This week, Clint has a conversation with researcher, author and speaker Dr. Timothy R. Clark, the founder of LeaderFactor. In part one, Tim shares how leaders can build psychological safety in their organizations by creating an environment of rewarded vulnerability, why Google’s Project Aristotle is one of the most important team performance studies over the past decade, why half of employees will reduce their productivity when psychological safety is low, and how he defines respect.
Find out more about Tim and LeaderFactor here, and follow him on LinkedIn and Twitter.
About Timothy R. Clark:
Tim is founder and CEO of LeaderFactor and is based in Salt Lake City, Utah.
Tim ranks as a global authority in the fields of senior executive development, strategy acceleration, and organizational change.
He is the author of five books:
• Epic Change: How to Lead Change in the Global Age (John Wiley/Jossey-Bass), which CEO Refresher named the best management book on change in 2008. Stephen R. Covey called Epic Change “absolutely brilliant material,” and Dave Ulrich of the University of Michigan calls it a “neo-classic.”
• Leadership Bones (Bradmore Road Press 2009)
• The Employee Engagement Mindset (McGraw-Hill 2012)
• Leading with Character and Competence (Berrett Koehler 2016)
• The 4 Stages of Psychological Safety (Berrett Koehler 2020)
Tim has written more than 150 articles on leadership, change, strategy, human capital, culture, and employee engagement in publications such as Harvard Business Review, Forbes, and Fast Company. He is a highly sought-after advisor, coach, and facilitator to CEOs and senior leadership teams. He has worked with leading organizations around the world.
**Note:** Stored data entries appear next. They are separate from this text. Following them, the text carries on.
use std::ops::Index;

use crate::color::{SampledSpectrum, LAMBDA_MAX, LAMBDA_MIN, NUM_SPECTRUM_SAMPLES};
use crate::math::*;

/// The wavelengths a path carries, with the density each was drawn from.
/// Channel 0 is the hero wavelength.
#[derive(Debug, Clone, Copy, PartialEq)]
pub struct SampledWavelengths {
    lambda: [Float; NUM_SPECTRUM_SAMPLES],
    pdf: [Float; NUM_SPECTRUM_SAMPLES],
}

impl SampledWavelengths {
    pub fn sample_uniform(u: Float) -> SampledWavelengths {
        debug_assert!((0.0..=1.0).contains(&u));

        let mut lambda = [0.0; NUM_SPECTRUM_SAMPLES];
        lambda[0] = lerp(LAMBDA_MIN, LAMBDA_MAX, u);

        let delta = (LAMBDA_MAX - LAMBDA_MIN) / NUM_SPECTRUM_SAMPLES as Float;
        for i in 1..NUM_SPECTRUM_SAMPLES {
            lambda[i] = lambda[i - 1] + delta;
            if lambda[i] > LAMBDA_MAX {
                lambda[i] = LAMBDA_MIN + (lambda[i] - LAMBDA_MAX);
            }
        }

        let pdf = [1.0 / (LAMBDA_MAX - LAMBDA_MIN); NUM_SPECTRUM_SAMPLES];
        SampledWavelengths { lambda, pdf }
    }

    /// Stratified samples from a density roughly following the visual
    /// response, offset by `1 / N` per channel.
    pub fn sample_visible(u: Float) -> SampledWavelengths {
        let mut lambda = [0.0; NUM_SPECTRUM_SAMPLES];
        let mut pdf = [0.0; NUM_SPECTRUM_SAMPLES];

        for i in 0..NUM_SPECTRUM_SAMPLES {
            let mut up = u + i as Float / NUM_SPECTRUM_SAMPLES as Float;
            if up > 1.0 {
                up -= 1.0;
            }
            lambda[i] = sample_visible_wavelengths(up);
            pdf[i] = visible_wavelengths_pdf(lambda[i]);
        }
        SampledWavelengths { lambda, pdf }
    }

    #[inline]
    pub fn lambda(&self) -> &[Float; NUM_SPECTRUM_SAMPLES] {
        &self.lambda
    }

    pub fn pdf(&self) -> SampledSpectrum {
        SampledSpectrum::new(self.pdf)
    }

    /// Drops the secondary wavelengths. Callers collapse their throughput
    /// onto the hero channel at the same time.
    pub fn terminate_secondary(&mut self) {
        for pdf in self.pdf.iter_mut().skip(1) {
            *pdf = 0.0;
        }
    }

    pub fn secondary_terminated(&self) -> bool {
        self.pdf.iter().skip(1).all(|&p| p == 0.0)
    }
}

impl Index<usize> for SampledWavelengths {
    type Output = Float;

    fn index(&self, index: usize) -> &Self::Output {
        self.lambda.index(index)
    }
}

pub fn sample_visible_wavelengths(u: Float) -> Float {
    538.0 - 138.888889 * Float::atanh(0.85691062 - 1.82750197 * u)
}

pub fn visible_wavelengths_pdf(lambda: Float) -> Float {
    if !(LAMBDA_MIN..=LAMBDA_MAX).contains(&lambda) {
        return 0.0;
    }
    let x = Float::cosh(0.0072 * (lambda - 538.0));
    0.0039398042 / (x * x)
}

#[cfg(test)]
mod tests {
    use super::*;

    #[test]
    fn visible_samples_in_range() {
        for i in 0..32 {
            let wl = SampledWavelengths::sample_visible((i as Float + 0.5) / 32.0);
            for c in 0..NUM_SPECTRUM_SAMPLES {
                assert!((LAMBDA_MIN..=LAMBDA_MAX).contains(&wl[c]));
                assert!(wl.pdf()[c] > 0.0);
            }
        }
    }

    #[test]
    fn terminate_keeps_hero() {
        let mut wl = SampledWavelengths::sample_visible(0.3);
        let hero_pdf = wl.pdf()[0];
        assert!(!wl.secondary_terminated());
        wl.terminate_secondary();
        assert!(wl.secondary_terminated());
        assert_eq!(wl.pdf()[0], hero_pdf);
        assert_eq!(wl.pdf()[1], 0.0);
    }
}
use approx::assert_abs_diff_eq;
use prism::{
    color::SampledWavelengths,
    guiding::SdTree,
    integrator::{AbstractRayIntegrator, GuidedPathIntegrator, RandomWalkIntegrator, SimplePathIntegrator},
    material::{ConductorMaterial, DielectricMaterial, MetallicWorkflowMaterial},
    math::{Float, Point3f, Ray, Vec3f},
    sampler::{AbstractSampler, IndependentSampler},
    scene::{LightSamplerType, MaterialId, Scene, SceneBuilder},
    shape::Sphere,
};

/// A unit sphere of the material `make` registers, under a uniform sky of
/// radiance 1.
fn sky_sphere(make: impl FnOnce(&mut SceneBuilder) -> MaterialId) -> Scene {
    let mut b = SceneBuilder::new();
    let one = b.spectra.add_constant(1.0);
    let material = make(&mut b);
    let sphere = b.shapes.add_sphere(Sphere::FULL);
    let root = b.add_primitive(sphere, material);
    b.add_uniform_light(one);
    b.build(root, LightSamplerType::Power).unwrap()
}

fn glass(b: &mut SceneBuilder, dispersive: bool, roughness: Float) -> MaterialId {
    let ior = if dispersive { b.spectra.add_cauchy(1.5046, 0.0042) } else { b.spectra.add_constant(1.5) };
    let r = b.spectra.add_constant(roughness);
    let r = b.textures.add_constant(r);
    b.materials.add_dielectric(DielectricMaterial { ior, u_roughness: r, v_roughness: r })
}

fn rough_conductor(b: &mut SceneBuilder) -> MaterialId {
    let re = b.spectra.add_constant(0.2);
    let im = b.spectra.add_constant(3.9);
    let r = b.spectra.add_constant(0.3);
    let ior_re = b.textures.add_constant(re);
    let ior_im = b.textures.add_constant(im);
    let r = b.textures.add_constant(r);
    b.materials.add_conductor(ConductorMaterial { ior_re, ior_im, u_roughness: r, v_roughness: r })
}

/// Full metal with a white base and no roughness: a perfect mirror.
fn white_metal(b: &mut SceneBuilder) -> MaterialId {
    let zero = b.spectra.add_constant(0.0);
    let one = b.spectra.add_constant(1.0);
    let smooth = b.textures.add_constant(zero);
    let white = b.textures.add_constant(one);
    b.materials.add_metallic_workflow(MetallicWorkflowMaterial {
        base_color: white,
        metallic: white,
        u_roughness: smooth,
        v_roughness: smooth,
    })
}

fn mean_estimate<I: AbstractRayIntegrator>(scene: &Scene, integrator: &I, seed: u64, n: u64) -> Float {
    let mut sampler = IndependentSampler::new(seed);
    let mut sum = 0.0f64;
    for i in 0..n {
        sampler.start_sample(0, i);
        let mut lambda = SampledWavelengths::sample_visible(sampler.get_1d());
        let ray = Ray::new(Point3f::new(0.3, -0.2, -4.0), Vec3f::new(0.0, 0.0, 1.0));
        sum += integrator.li(scene, ray, &mut lambda, &mut sampler).average() as f64;
    }
    (sum / n as f64) as Float
}

/// Trains a guide for one pass over the scene, then measures with it frozen.
fn guided_estimate(scene: &Scene, max_depth: u32, n: u64) -> Float {
    let mut integrator = GuidedPathIntegrator::new(max_depth, 3, 0.5, SdTree::new(scene.bounds()));
    mean_estimate(scene, &integrator, 1, n / 4);
    integrator.tree.refine();
    integrator.learning = false;
    mean_estimate(scene, &integrator, 2, n)
}

#[test]
fn smooth_glass_conserves_energy() {
    // Chords through a sphere never reach total internal reflection, so
    // every path escapes to the sky carrying exactly its radiance.
    for dispersive in [false, true] {
        let scene = sky_sphere(|b| glass(b, dispersive, 0.0));
        let walk = RandomWalkIntegrator { max_depth: 32 };
        assert_abs_diff_eq!(mean_estimate(&scene, &walk, 5, 4000), 1.0, epsilon = 0.01);
        let simple = SimplePathIntegrator { max_depth: 32, rr_min_depth: 32 };
        assert_abs_diff_eq!(mean_estimate(&scene, &simple, 5, 4000), 1.0, epsilon = 0.01);
    }
}

#[test]
fn dispersion_keeps_the_mean_of_plain_glass() {
    let plain = sky_sphere(|b| glass(b, false, 0.0));
    let dispersive = sky_sphere(|b| glass(b, true, 0.0));
    let integrator = SimplePathIntegrator { max_depth: 32, rr_min_depth: 3 };
    let a = mean_estimate(&plain, &integrator, 9, 20_000);
    let b = mean_estimate(&dispersive, &integrator, 9, 20_000);
    assert_abs_diff_eq!(a, b, epsilon = 0.02);
}

#[test]
fn guided_mirror_keeps_delta_reflection() {
    let scene = sky_sphere(white_metal);
    let simple = SimplePathIntegrator { max_depth: 8, rr_min_depth: 3 };
    assert_abs_diff_eq!(mean_estimate(&scene, &simple, 3, 4000), 1.0, epsilon = 1e-3);
    assert_abs_diff_eq!(guided_estimate(&scene, 8, 20_000), 1.0, epsilon = 0.03);
}

#[test]
fn guided_agrees_with_simple_on_glossy_materials() {
    let scenes = [
        ("conductor", sky_sphere(rough_conductor)),
        ("dielectric", sky_sphere(|b| glass(b, false, 0.3))),
        ("metallic", sky_sphere(white_metal)),
    ];
    for (name, scene) in &scenes {
        let simple = SimplePathIntegrator { max_depth: 10, rr_min_depth: 3 };
        let expected = mean_estimate(scene, &simple, 4, 20_000);
        let guided = guided_estimate(scene, 10, 20_000);
        assert!((guided - expected).abs() < 0.03, "{name}: guided {guided} vs simple {expected}");
    }
}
Tim’s leadership experience is extensive. He was previously President and CEO of Decker, a consulting firm based in San Francisco, and CEO of Novations SDC, a consulting and training firm based in Boston. Prior to these assignments, Dr. Clark spent several years in manufacturing, serving as a vice president of operations and plant manager of Geneva Steel Company. He began his career as a survey research project director for what is now Harris Interactive in Washington, D.C.
Dr. Clark earned a doctorate degree in Social Science from Oxford University and was both a Fulbright and British Research Scholar. He also earned a master’s degree in Government and Economics from the University of Utah. As an undergraduate at Brigham Young University, he was named a first-team Academic All-American football player where he completed a triple degree cum laude.